[Task material]
§
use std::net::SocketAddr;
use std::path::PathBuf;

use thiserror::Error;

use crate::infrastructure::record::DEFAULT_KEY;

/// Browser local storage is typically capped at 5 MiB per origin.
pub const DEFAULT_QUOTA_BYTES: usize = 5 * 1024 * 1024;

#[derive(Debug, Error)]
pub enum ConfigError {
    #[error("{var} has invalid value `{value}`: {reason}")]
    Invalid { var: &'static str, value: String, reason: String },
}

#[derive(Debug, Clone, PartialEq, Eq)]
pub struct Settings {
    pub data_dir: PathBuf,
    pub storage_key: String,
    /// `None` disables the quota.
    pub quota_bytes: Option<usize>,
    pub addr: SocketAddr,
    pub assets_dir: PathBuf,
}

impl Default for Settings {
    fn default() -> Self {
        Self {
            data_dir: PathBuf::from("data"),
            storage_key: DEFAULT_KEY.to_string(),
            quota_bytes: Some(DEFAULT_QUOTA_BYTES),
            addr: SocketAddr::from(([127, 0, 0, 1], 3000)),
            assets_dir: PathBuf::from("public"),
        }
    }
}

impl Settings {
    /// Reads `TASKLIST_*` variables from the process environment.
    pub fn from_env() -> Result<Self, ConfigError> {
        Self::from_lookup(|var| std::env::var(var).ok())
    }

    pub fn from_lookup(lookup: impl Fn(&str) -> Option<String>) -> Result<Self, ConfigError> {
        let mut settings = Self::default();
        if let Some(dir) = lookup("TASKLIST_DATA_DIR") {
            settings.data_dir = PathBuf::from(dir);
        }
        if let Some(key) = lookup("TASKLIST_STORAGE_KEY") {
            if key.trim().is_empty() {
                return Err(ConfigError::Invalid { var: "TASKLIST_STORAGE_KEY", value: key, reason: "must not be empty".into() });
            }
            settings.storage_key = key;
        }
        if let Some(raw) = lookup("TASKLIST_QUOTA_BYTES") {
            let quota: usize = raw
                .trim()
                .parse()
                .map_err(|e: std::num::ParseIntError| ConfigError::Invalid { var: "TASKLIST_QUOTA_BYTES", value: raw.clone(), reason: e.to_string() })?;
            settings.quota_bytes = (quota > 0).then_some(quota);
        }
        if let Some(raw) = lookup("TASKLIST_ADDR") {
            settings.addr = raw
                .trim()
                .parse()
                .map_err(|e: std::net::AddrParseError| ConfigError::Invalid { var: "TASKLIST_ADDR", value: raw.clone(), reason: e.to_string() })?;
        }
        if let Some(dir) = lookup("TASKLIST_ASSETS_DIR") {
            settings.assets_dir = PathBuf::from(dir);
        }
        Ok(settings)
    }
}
§
[Problem statement] Give back every entry, unchanged in any way.

[Result]
use std::net::SocketAddr;
use std::path::PathBuf;

use thiserror::Error;

use crate::infrastructure::record::DEFAULT_KEY;

/// Browser local storage is typically capped at 5 MiB per origin.
pub const DEFAULT_QUOTA_BYTES: usize = 5 * 1024 * 1024;

#[derive(Debug, Error)]
pub enum ConfigError {
    #[error("{var} has invalid value `{value}`: {reason}")]
    Invalid { var: &'static str, value: String, reason: String },
}

#[derive(Debug, Clone, PartialEq, Eq)]
pub struct Settings {
    pub data_dir: PathBuf,
    pub storage_key: String,
    /// `None` disables the quota.
    pub quota_bytes: Option<usize>,
    pub addr: SocketAddr,
    pub assets_dir: PathBuf,
}

impl Default for Settings {
    fn default() -> Self {
        Self {
            data_dir: PathBuf::from("data"),
            storage_key: DEFAULT_KEY.to_string(),
            quota_bytes: Some(DEFAULT_QUOTA_BYTES),
            addr: SocketAddr::from(([127, 0, 0, 1], 3000)),
            assets_dir: PathBuf::from("public"),
        }
    }
}

impl Settings {
    /// Reads `TASKLIST_*` variables from the process environment.
    pub fn from_env() -> Result<Self, ConfigError> {
        Self::from_lookup(|var| std::env::var(var).ok())
    }

    pub fn from_lookup(lookup: impl Fn(&str) -> Option<String>) -> Result<Self, ConfigError> {
        let mut settings = Self::default();
        if let Some(dir) = lookup("TASKLIST_DATA_DIR") {
            settings.data_dir = PathBuf::from(dir);
        }
        if let Some(key) = lookup("TASKLIST_STORAGE_KEY") {
            if key.trim().is_empty() {
                return Err(ConfigError::Invalid { var: "TASKLIST_STORAGE_KEY", value: key, reason: "must not be empty".into() });
            }
            settings.storage_key = key;
        }
        if let Some(raw) = lookup("TASKLIST_QUOTA_BYTES") {
            let quota: usize = raw
                .trim()
                .parse()
                .map_err(|e: std::num::ParseIntError| ConfigError::Invalid { var: "TASKLIST_QUOTA_BYTES", value: raw.clone(), reason: e.to_string() })?;
            settings.quota_bytes = (quota > 0).then_some(quota);
        }
        if let Some(raw) = lookup("TASKLIST_ADDR") {
            settings.addr = raw
                .trim()
                .parse()
                .map_err(|e: std::net::AddrParseError| ConfigError::Invalid { var: "TASKLIST_ADDR", value: raw.clone(), reason: e.to_string() })?;
        }
        if let Some(dir) = lookup("TASKLIST_ASSETS_DIR") {
            settings.assets_dir = PathBuf::from(dir);
        }
        Ok(settings)
    }
}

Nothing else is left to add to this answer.